オプションは偽装交際!~大キライ同期とラブ・トラベル!?~
3
むかつく。
なんなのよ。どうしてあんなに怒るわけ?
ふつう、あの状況は私が怒る方でしょ??
苛立ち紛れに繰り出たのは、旅館の中庭だ。
満月が近いのだろう。
中庭は月明りと館内の間接照明だけでも見渡せるほどに明るかった。
案内してくれた仲居さんに感激したことを言ったら、この庭は山間の草花をそのまま生かした造りをしていると教えてもらった。
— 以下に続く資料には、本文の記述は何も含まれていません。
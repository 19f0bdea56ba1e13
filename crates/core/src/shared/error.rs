use std::path::PathBuf;

use thiserror::Error;

/// Conditions that stop a pipeline run before it produces results.
///
/// Everything else (mid-stream decode failures, undecodable folder entries,
/// single failed exports, empty input) degrades to a shorter result list.
#[derive(Error, Debug)]
pub enum PipelineError {
    #[error("source unavailable at {path}: {reason}")]
    SourceUnavailable { path: PathBuf, reason: String },
    #[error("Folder '{0}' does not exist.")]
    InputDirMissing(PathBuf),
    #[error("invalid ranking policy: {0}")]
    InvalidPolicy(String),
    #[error("run cancelled")]
    Cancelled,
}

/// Failure to persist one selected frame.
#[derive(Error, Debug)]
pub enum ExportError {
    #[error("failed to write {path}: {source}")]
    Io {
        path: PathBuf,
        #[source]
        source: std::io::Error,
    },
    #[error("failed to encode {path}: {source}")]
    Encode {
        path: PathBuf,
        #[source]
        source: image::ImageError,
    },
    #[error("cannot infer an image format from {0}")]
    UnsupportedFormat(PathBuf),
    #[error("frame {0} has a pixel buffer that does not match its dimensions")]
    MalformedFrame(usize),
}
use std::path::PathBuf;
use std::process;
use std::time::Duration;

use clap::{Args, Parser, Subcommand};

use framepick_core::api::{
    extract_sampled_frames_with, extract_top_frames_with, rank_images_with, RunOptions,
};
use framepick_core::ranking::ranking_policy::{
    FrameRetention, RankingPolicy, ResizeStage, SortKey,
};
use framepick_core::shared::cancellation::CancellationToken;
use framepick_core::shared::constants::{DEFAULT_FRAME_INTERVAL, DEFAULT_TOP_N};

/// Pick the sharpest, best-lit frames from videos and image folders.
#[derive(Parser)]
#[command(name = "framepick")]
struct Cli {
    #[command(subcommand)]
    command: Command,
}

#[derive(Subcommand)]
enum Command {
    /// Save the top-N frames of a video by (sharpness, brightness).
    Top {
        /// Input video file.
        video: PathBuf,

        /// Directory that receives frame_<i>.jpg.
        output_dir: PathBuf,

        /// Number of frames to keep.
        #[arg(long, default_value_t = DEFAULT_TOP_N)]
        top_n: usize,

        #[command(flatten)]
        run: RunArgs,
    },

    /// Save every Nth frame of a video without scoring.
    Sample {
        /// Input video file.
        video: PathBuf,

        /// Directory that receives frame_<n>.jpg.
        output_dir: PathBuf,

        /// Keep decoded frames 0, N, 2N, ...
        #[arg(long, default_value_t = DEFAULT_FRAME_INTERVAL)]
        frame_interval: usize,

        #[command(flatten)]
        run: RunArgs,
    },

    /// Rank the jpg/png files of a folder and save the best ones.
    Rank {
        /// Folder of still images.
        input_dir: PathBuf,

        /// Directory that receives ranked_<rank>_<name>.
        output_dir: PathBuf,

        #[command(flatten)]
        policy: PolicyArgs,

        #[command(flatten)]
        run: RunArgs,
    },
}

/// Ranking policy overrides, applied on top of `--policy` (or the
/// threshold-composite defaults).
#[derive(Args)]
struct PolicyArgs {
    /// JSON file with a base ranking policy.
    #[arg(long)]
    policy: Option<PathBuf>,

    #[arg(long)]
    top_n: Option<usize>,

    /// Keep images whose mean luma is strictly above this.
    #[arg(long)]
    brightness_threshold: Option<f64>,

    /// Keep images whose Laplacian variance is strictly above this.
    #[arg(long)]
    sharpness_threshold: Option<f64>,

    /// Downscale factor in (0, 1].
    #[arg(long)]
    resize_factor: Option<f64>,

    /// JPEG quality for exported images (0-100).
    #[arg(long)]
    compression_quality: Option<u8>,

    /// Ranking mode: lexicographic or threshold-composite.
    #[arg(long)]
    sort_key: Option<String>,

    /// When to downscale: before-scoring or after-selection.
    #[arg(long)]
    resize_stage: Option<String>,

    /// Keep only metrics in memory and re-read the winners afterwards.
    #[arg(long)]
    two_pass: bool,
}

#[derive(Args)]
struct RunArgs {
    /// Scoring and export threads (default: all cores).
    #[arg(long)]
    workers: Option<usize>,

    /// Abort the run after this many seconds.
    #[arg(long)]
    timeout: Option<u64>,

    /// Log per-stage timings when the run finishes.
    #[arg(long)]
    summary: bool,
}

fn main() {
    env_logger::init();

    if let Err(e) = run() {
        eprintln!("Error: {e}");
        process::exit(1);
    }
}

fn run() -> Result<(), Box<dyn std::error::Error>> {
    match Cli::parse().command {
        Command::Top {
            video,
            output_dir,
            top_n,
            run,
        } => {
            let results = extract_top_frames_with(&video, &output_dir, top_n, &run.options())?;
            for result in &results {
                println!("{}", result.output_path.display());
            }
            log::info!(
                "Saved {} frame(s) to {}",
                results.len(),
                output_dir.display()
            );
        }
        Command::Sample {
            video,
            output_dir,
            frame_interval,
            run,
        } => {
            let result =
                extract_sampled_frames_with(&video, frame_interval, &output_dir, &run.options())?;
            println!("{}", result.message);
        }
        Command::Rank {
            input_dir,
            output_dir,
            policy,
            run,
        } => {
            // Failures are reported as JSON on stdout, like successes.
            let outcome = policy
                .build()
                .and_then(|p| Ok(rank_images_with(&input_dir, &output_dir, &p, &run.options())?));
            match outcome {
                Ok(report) => println!("{}", serde_json::to_string_pretty(&report)?),
                Err(e) => {
                    println!("{}", serde_json::json!({ "error": e.to_string() }));
                    process::exit(1);
                }
            }
        }
    }
    Ok(())
}

impl RunArgs {
    fn options(&self) -> RunOptions {
        let cancel = match self.timeout {
            Some(secs) => CancellationToken::new().with_timeout(Duration::from_secs(secs)),
            None => CancellationToken::new(),
        };
        RunOptions {
            cancel,
            workers: self.workers,
            log_summary: self.summary,
        }
    }
}

impl PolicyArgs {
    fn build(&self) -> Result<RankingPolicy, Box<dyn std::error::Error>> {
        let mut policy = match &self.policy {
            Some(path) => RankingPolicy::from_json_file(path)?,
            None => RankingPolicy::threshold_composite(),
        };
        if let Some(n) = self.top_n {
            policy.top_n = n;
        }
        if let Some(t) = self.brightness_threshold {
            policy.brightness_threshold = t;
        }
        if let Some(t) = self.sharpness_threshold {
            policy.sharpness_threshold = t;
        }
        if let Some(f) = self.resize_factor {
            policy.resize_factor = f;
        }
        if let Some(q) = self.compression_quality {
            policy.compression_quality = q;
        }
        if let Some(key) = &self.sort_key {
            policy.sort_key = parse_sort_key(key)?;
        }
        if let Some(stage) = &self.resize_stage {
            policy.resize_stage = parse_resize_stage(stage)?;
        }
        if self.two_pass {
            policy.retention = FrameRetention::TwoPass;
        }
        policy.validate()?;
        Ok(policy)
    }
}

fn parse_sort_key(key: &str) -> Result<SortKey, Box<dyn std::error::Error>> {
    match key {
        "lexicographic" => Ok(SortKey::Lexicographic),
        "threshold-composite" => Ok(SortKey::ThresholdComposite),
        other => Err(format!(
            "Sort key must be 'lexicographic' or 'threshold-composite', got '{other}'"
        )
        .into()),
    }
}

fn parse_resize_stage(stage: &str) -> Result<ResizeStage, Box<dyn std::error::Error>> {
    match stage {
        "before-scoring" => Ok(ResizeStage::BeforeScoring),
        "after-selection" => Ok(ResizeStage::AfterSelection),
        other => Err(format!(
            "Resize stage must be 'before-scoring' or 'after-selection', got '{other}'"
        )
        .into()),
    }
}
自生の草花が生い茂っていても鬱蒼としているように感じないのは、宿泊客に歩きやすいようにと造られた細道や石畳のおかげと言えた。
春の花が月明りに照らされて、淡く妖しく輝いている。
きれい。
ほう、と見惚れていると、苛立ちもすーっと消えていくような気がする。
本当にいい宿だ。選んで大正解だった。
選んだまでは、だ。
チクン、と忘れていた胸の痛みがよみがえる。
基樹、この旅館を見たらよろこんだだろうな。あいつ意外に日本の歴史や文化に詳しくて、こういう宿も好みだもんな。
ここを選んだのも、基樹が喜ぶと思ったからでもあるのに。